# Records shown
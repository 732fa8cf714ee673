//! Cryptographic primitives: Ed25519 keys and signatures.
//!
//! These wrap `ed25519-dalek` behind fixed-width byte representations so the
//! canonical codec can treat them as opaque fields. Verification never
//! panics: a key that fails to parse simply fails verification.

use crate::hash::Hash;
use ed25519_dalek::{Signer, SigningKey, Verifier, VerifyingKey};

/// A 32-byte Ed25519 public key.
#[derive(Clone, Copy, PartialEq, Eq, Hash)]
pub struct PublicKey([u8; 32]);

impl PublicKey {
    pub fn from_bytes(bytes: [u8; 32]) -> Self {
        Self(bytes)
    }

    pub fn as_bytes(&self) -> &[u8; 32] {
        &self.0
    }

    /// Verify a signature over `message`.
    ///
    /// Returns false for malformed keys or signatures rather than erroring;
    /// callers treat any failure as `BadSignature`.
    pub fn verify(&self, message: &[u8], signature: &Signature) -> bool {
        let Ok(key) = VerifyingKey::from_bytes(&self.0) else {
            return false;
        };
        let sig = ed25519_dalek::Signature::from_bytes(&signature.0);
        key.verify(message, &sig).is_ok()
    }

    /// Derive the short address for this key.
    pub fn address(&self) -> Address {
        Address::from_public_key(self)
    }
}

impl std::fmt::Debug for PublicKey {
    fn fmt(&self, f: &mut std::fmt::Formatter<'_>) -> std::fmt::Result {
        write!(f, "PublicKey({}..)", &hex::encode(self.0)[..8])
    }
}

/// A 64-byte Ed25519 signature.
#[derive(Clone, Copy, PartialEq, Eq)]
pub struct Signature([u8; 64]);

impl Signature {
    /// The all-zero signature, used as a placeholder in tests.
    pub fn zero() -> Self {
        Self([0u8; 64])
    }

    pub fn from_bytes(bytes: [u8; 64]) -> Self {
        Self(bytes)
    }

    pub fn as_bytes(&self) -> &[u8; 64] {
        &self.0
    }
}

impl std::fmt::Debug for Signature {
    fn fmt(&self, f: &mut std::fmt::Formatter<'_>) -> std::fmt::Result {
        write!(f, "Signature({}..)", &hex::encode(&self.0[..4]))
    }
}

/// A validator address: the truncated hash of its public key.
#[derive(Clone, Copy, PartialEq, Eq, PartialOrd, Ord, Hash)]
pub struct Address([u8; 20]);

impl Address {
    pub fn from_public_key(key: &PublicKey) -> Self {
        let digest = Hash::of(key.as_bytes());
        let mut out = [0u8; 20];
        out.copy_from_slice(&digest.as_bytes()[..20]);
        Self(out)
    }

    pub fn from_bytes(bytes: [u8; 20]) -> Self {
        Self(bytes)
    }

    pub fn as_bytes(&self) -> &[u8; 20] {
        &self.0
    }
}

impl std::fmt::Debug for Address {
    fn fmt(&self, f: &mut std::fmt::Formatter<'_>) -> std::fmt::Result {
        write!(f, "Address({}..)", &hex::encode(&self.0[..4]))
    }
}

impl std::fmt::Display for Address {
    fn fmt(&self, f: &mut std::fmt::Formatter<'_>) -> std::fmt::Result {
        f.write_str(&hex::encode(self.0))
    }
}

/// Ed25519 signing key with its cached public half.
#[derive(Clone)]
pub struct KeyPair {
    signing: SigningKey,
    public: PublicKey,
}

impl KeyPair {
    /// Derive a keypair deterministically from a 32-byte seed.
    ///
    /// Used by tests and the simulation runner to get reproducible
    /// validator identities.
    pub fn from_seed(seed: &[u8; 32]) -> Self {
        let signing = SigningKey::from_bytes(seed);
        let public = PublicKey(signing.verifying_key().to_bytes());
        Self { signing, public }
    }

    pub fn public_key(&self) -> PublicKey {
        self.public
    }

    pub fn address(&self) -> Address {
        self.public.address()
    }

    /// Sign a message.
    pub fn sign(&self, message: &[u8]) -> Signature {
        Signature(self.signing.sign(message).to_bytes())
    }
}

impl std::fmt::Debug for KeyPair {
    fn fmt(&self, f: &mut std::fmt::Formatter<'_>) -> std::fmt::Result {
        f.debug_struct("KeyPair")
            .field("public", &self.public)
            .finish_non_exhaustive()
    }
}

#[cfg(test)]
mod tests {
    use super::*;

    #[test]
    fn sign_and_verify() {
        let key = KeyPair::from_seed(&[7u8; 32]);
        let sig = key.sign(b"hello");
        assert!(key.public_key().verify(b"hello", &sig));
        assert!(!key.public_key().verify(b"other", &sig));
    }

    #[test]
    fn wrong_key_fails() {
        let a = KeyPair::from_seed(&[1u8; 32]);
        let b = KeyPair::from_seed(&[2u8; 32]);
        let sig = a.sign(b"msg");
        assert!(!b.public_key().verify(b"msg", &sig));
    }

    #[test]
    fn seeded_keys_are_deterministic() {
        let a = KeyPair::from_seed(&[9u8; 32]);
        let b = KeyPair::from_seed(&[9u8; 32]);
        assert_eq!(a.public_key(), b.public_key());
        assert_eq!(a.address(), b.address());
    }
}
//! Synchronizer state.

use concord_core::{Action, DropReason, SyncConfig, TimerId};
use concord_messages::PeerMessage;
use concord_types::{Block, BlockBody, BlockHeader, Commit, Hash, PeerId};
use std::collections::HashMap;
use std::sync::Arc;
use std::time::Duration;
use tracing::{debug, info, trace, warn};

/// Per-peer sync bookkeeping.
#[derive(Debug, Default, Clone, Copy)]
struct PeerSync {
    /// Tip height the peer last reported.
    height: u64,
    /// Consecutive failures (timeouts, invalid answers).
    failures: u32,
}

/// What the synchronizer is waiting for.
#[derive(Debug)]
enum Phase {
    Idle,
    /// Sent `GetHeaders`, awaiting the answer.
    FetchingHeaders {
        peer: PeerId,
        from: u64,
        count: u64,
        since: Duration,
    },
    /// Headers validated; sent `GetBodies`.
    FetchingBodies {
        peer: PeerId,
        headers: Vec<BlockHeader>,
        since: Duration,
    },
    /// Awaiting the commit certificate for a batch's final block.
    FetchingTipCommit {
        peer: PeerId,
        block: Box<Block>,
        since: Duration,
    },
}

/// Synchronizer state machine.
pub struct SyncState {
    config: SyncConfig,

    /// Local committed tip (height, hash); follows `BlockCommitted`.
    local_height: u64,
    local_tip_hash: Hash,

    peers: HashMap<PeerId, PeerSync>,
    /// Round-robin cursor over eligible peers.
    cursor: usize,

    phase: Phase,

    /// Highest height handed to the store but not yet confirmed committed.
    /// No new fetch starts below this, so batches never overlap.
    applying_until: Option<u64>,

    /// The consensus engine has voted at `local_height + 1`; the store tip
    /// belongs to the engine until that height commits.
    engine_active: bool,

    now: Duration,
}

# What you are asked to do
Every line above holding the string "tests" should be listed.

# Answer section
    /// The all-zero signature, used as a placeholder in tests.
    /// Used by tests and the simulation runner to get reproducible
mod tests {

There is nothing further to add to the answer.